Mary Edwell-Burke | |
Birth Name: | Mary Edwards |
Birth Date: | 19 June 1894 |
Birth Place: | Sydney, New South Wales, Australia |
Death Place: | Fiji |
Nationality: | Australian |
Field: | Painting, Sculpture |
Mary Edwell-Burke (1894–1988), was an Australian painter and carver.
Edwell-Burke was born on 19 June 1894 in Sydney.[1] She was the half-sister of Bernice E. Edwell.[2] She studied at the East Sydney Technical College.
In the 1920s she exhibited with the Royal Art Society (as Mary Edwards). Edwell-Burke was a finalist for the Archibald Prize in 1921 and 1922.[3] [4] From 1935-1945 she exhibited with the Australian Watercolour Institute (as Mary Edwards).[1]

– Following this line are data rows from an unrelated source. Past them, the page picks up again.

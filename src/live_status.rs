use serde::{Deserialize, Serialize};
use std::fs;
use std::time::{SystemTime, UNIX_EPOCH};

use crate::slam::CycleOutput;
use crate::types::DetectionSource;

#[derive(Serialize, Deserialize, Clone, Debug, PartialEq)]
pub struct LiveStatus {
    pub timestamp: f64,
    pub uptime_seconds: u64,
    // Cycle counters
    pub cycles: u64,
    pub vision_cycles: u64,
    pub lidar_cycles: u64,
    pub failed_cycles: u64,
    // Detection bookkeeping
    pub detections_processed: u64,
    pub detections_rejected: u64,
    pub updates_applied: u64,
    pub updates_skipped: u64,
    pub landmarks_added: u64,
    pub landmarks_pruned: u64,
    // Map
    pub landmark_count: usize,
    pub local_cone_count: usize,
    // Vehicle pose (map frame)
    pub pose_x: f64,
    pub pose_y: f64,
    pub pose_heading_deg: f64,
    // Timing
    pub last_stamp: f64,
    pub last_latency_ms: f64,
    pub max_latency_ms: f64,
    // Input queues
    pub dropped_inputs: u64,
}

impl LiveStatus {
    pub fn new() -> Self {
        Self {
            timestamp: current_timestamp(),
            uptime_seconds: 0,
            cycles: 0,
            vision_cycles: 0,
            lidar_cycles: 0,
            failed_cycles: 0,
            detections_processed: 0,
            detections_rejected: 0,
            updates_applied: 0,
            updates_skipped: 0,
            landmarks_added: 0,
            landmarks_pruned: 0,
            landmark_count: 0,
            local_cone_count: 0,
            pose_x: 0.0,
            pose_y: 0.0,
            pose_heading_deg: 0.0,
            last_stamp: 0.0,
            last_latency_ms: 0.0,
            max_latency_ms: 0.0,
            dropped_inputs: 0,
        }
    }

    /// Fold one cycle's output into the running counters.
    pub fn record_cycle(&mut self, output: &CycleOutput) {
        let stats = &output.stats;
        self.cycles += 1;
        match stats.source {
            Some(DetectionSource::Vision) => self.vision_cycles += 1,
            Some(DetectionSource::Lidar) => self.lidar_cycles += 1,
            None => {}
        }
        self.detections_processed += stats.detections as u64;
        self.detections_rejected += stats.rejected as u64;
        self.updates_applied += stats.updates as u64;
        self.updates_skipped += stats.skipped as u64;
        self.landmarks_added += stats.augments as u64;
        self.landmarks_pruned += stats.pruned as u64;

        self.landmark_count = stats.landmark_count;
        self.local_cone_count = output.local_map.cones.len();
        self.pose_x = output.pose.x;
        self.pose_y = output.pose.y;
        self.pose_heading_deg = output.pose.heading.to_degrees();

        self.last_stamp = output.stamp;
        self.last_latency_ms = stats.latency_ms;
        self.max_latency_ms = self.max_latency_ms.max(stats.latency_ms);
    }

    pub fn record_failure(&mut self) {
        self.failed_cycles += 1;
    }

    /// Refresh the wall-clock fields before writing.
    pub fn touch(&mut self, started_at: f64) {
        self.timestamp = current_timestamp();
        self.uptime_seconds = (self.timestamp - started_at).max(0.0) as u64;
    }

    pub fn save(&self, path: &str) -> std::io::Result<()> {
        let json = serde_json::to_string_pretty(self)?;
        fs::write(path, json)?;
        Ok(())
    }
}

impl Default for LiveStatus {
    fn default() -> Self {
        Self::new()
    }
}

pub fn current_timestamp() -> f64 {
    SystemTime::now()
        .duration_since(UNIX_EPOCH)
        .unwrap_or_default()
        .as_secs_f64()
}

#[cfg(test)]
mod tests {
    use super::*;
    use crate::slam::{CycleStats, SlamEvent};
    use crate::types::{Pose2D, TrackMap};

    fn output(source: DetectionSource, latency_ms: f64) -> CycleOutput {
        CycleOutput {
            stamp: 1.5,
            pose: Pose2D::new(1.0, 2.0, std::f64::consts::FRAC_PI_2),
            global_map: TrackMap::default(),
            local_map: TrackMap::default(),
            stats: CycleStats {
                source: Some(source),
                detections: 4,
                updates: 2,
                augments: 1,
                rejected: 1,
                landmark_count: 9,
                latency_ms,
                ..CycleStats::default()
            },
            events: vec![SlamEvent::LandmarksPruned { count: 0 }],
        }
    }

    #[test]
    fn test_record_cycle_accumulates() {
        let mut status = LiveStatus::new();
        status.record_cycle(&output(DetectionSource::Vision, 3.0));
        status.record_cycle(&output(DetectionSource::Lidar, 1.0));

        assert_eq!(status.cycles, 2);
        assert_eq!(status.vision_cycles, 1);
        assert_eq!(status.lidar_cycles, 1);
        assert_eq!(status.detections_processed, 8);
        assert_eq!(status.updates_applied, 4);
        assert_eq!(status.landmarks_added, 2);
        assert_eq!(status.detections_rejected, 2);
        assert_eq!(status.landmark_count, 9);
        assert!((status.pose_heading_deg - 90.0).abs() < 1e-9);
        assert_eq!(status.last_latency_ms, 1.0);
        assert_eq!(status.max_latency_ms, 3.0);
    }

    #[test]
    fn test_save_writes_json() {
        let path = std::env::temp_dir().join(format!("track_slam_status_{}.json", std::process::id()));
        let path_str = path.to_string_lossy().to_string();
        let mut status = LiveStatus::new();
        status.record_failure();
        status.save(&path_str).unwrap();

        let loaded: LiveStatus = serde_json::from_str(&fs::read_to_string(&path).unwrap()).unwrap();
        assert_eq!(loaded.failed_cycles, 1);
        let _ = fs::remove_file(&path);
    }
}
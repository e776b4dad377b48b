/// Synthetic session generator
///
/// Drives a vehicle down a straight cone-lined track (blue on the left,
/// yellow on the right, big orange at the start line) and records pose,
/// vision and lidar messages for replay with `track_slam --session`.

use anyhow::Result;
use clap::Parser;
use std::path::PathBuf;

use track_slam::{ConeColor, Detection, DetectionBatch, PoseStamped, Session, SessionMessage};

#[derive(Parser, Debug)]
struct Args {
    /// Output session path (.json or .json.gz)
    #[arg(long, default_value = "demo_session.json.gz")]
    output: PathBuf,

    /// Track length in meters
    #[arg(long, default_value = "150.0")]
    length: f64,

    /// Cone spacing along the track
    #[arg(long, default_value = "5.0")]
    spacing: f64,

    /// Half the track width
    #[arg(long, default_value = "2.5")]
    half_width: f64,

    /// Vehicle speed (m/s)
    #[arg(long, default_value = "5.0")]
    speed: f64,

    /// Message rate per stream (Hz)
    #[arg(long, default_value = "10.0")]
    rate: f64,
}

struct Cone {
    x: f64,
    y: f64,
    color: ConeColor,
}

fn build_track(args: &Args) -> Vec<Cone> {
    let mut cones = vec![
        Cone { x: 0.0, y: args.half_width + 0.5, color: ConeColor::OrangeBig },
        Cone { x: 0.0, y: -args.half_width - 0.5, color: ConeColor::OrangeBig },
    ];
    let count = (args.length / args.spacing).floor() as usize;
    for i in 1..=count {
        let x = i as f64 * args.spacing;
        cones.push(Cone { x, y: args.half_width, color: ConeColor::Blue });
        cones.push(Cone { x, y: -args.half_width, color: ConeColor::Yellow });
    }
    cones
}

/// Range/bearing to every cone inside the sensor's range and field of view.
fn observe(cones: &[Cone], x: f64, max_range: f64, half_fov: f64, colored: bool) -> Vec<Detection> {
    cones
        .iter()
        .filter_map(|c| {
            let dx = c.x - x;
            let dy = c.y;
            let range = (dx * dx + dy * dy).sqrt();
            let bearing = dy.atan2(dx);
            if range > max_range || bearing.abs() > half_fov {
                return None;
            }
            let color = if colored { c.color } else { ConeColor::Unknown };
            Some(Detection::new(range, bearing, color))
        })
        .collect()
}

fn main() -> Result<()> {
    let args = Args::parse();
    anyhow::ensure!(args.rate > 0.0 && args.speed > 0.0, "rate and speed must be positive");
    anyhow::ensure!(args.spacing > 0.0, "spacing must be positive");

    let cones = build_track(&args);
    let dt = 1.0 / args.rate;
    let steps = (args.length / (args.speed * dt)).ceil() as usize;

    let mut session = Session::default();
    for k in 0..steps {
        let t = k as f64 * dt;
        let x = args.speed * t;

        session.push(SessionMessage::Pose(PoseStamped::planar(t, x, 0.0, 0.0, (0.01, 0.01, 0.001))));
        session.push(SessionMessage::Vision(DetectionBatch {
            timestamp: t + 0.02,
            detections: observe(&cones, x, 15.0, 60f64.to_radians(), true),
        }));
        session.push(SessionMessage::Lidar(DetectionBatch {
            timestamp: t + 0.05,
            detections: observe(&cones, x, 20.0, 90f64.to_radians(), false),
        }));
    }

    session.save(&args.output)?;
    let (poses, vision, lidar) = session.counts();
    println!(
        "Wrote {} ({} cones, {} pose / {} vision / {} lidar messages)",
        args.output.display(),
        cones.len(),
        poses,
        vision,
        lidar
    );
    Ok(())
}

In 1944 Edwell-Burke, along with Joseph Wolinski, brought legal action to overturn William Dobell's 1943 Archibald prize for his portrait Mr Joshua Smith, claiming the image was more a caricature than a portrait.[5]
In 1945 her portrait of Dame Enid Lyons, was rejected as 'unsatisfactory’ by the Federal Government’s Historic Memorials Committee. Edwell-Burke subsequently moved to Fiji and changed her name from Mary Edwards to Mary Edwell-Burke.[1]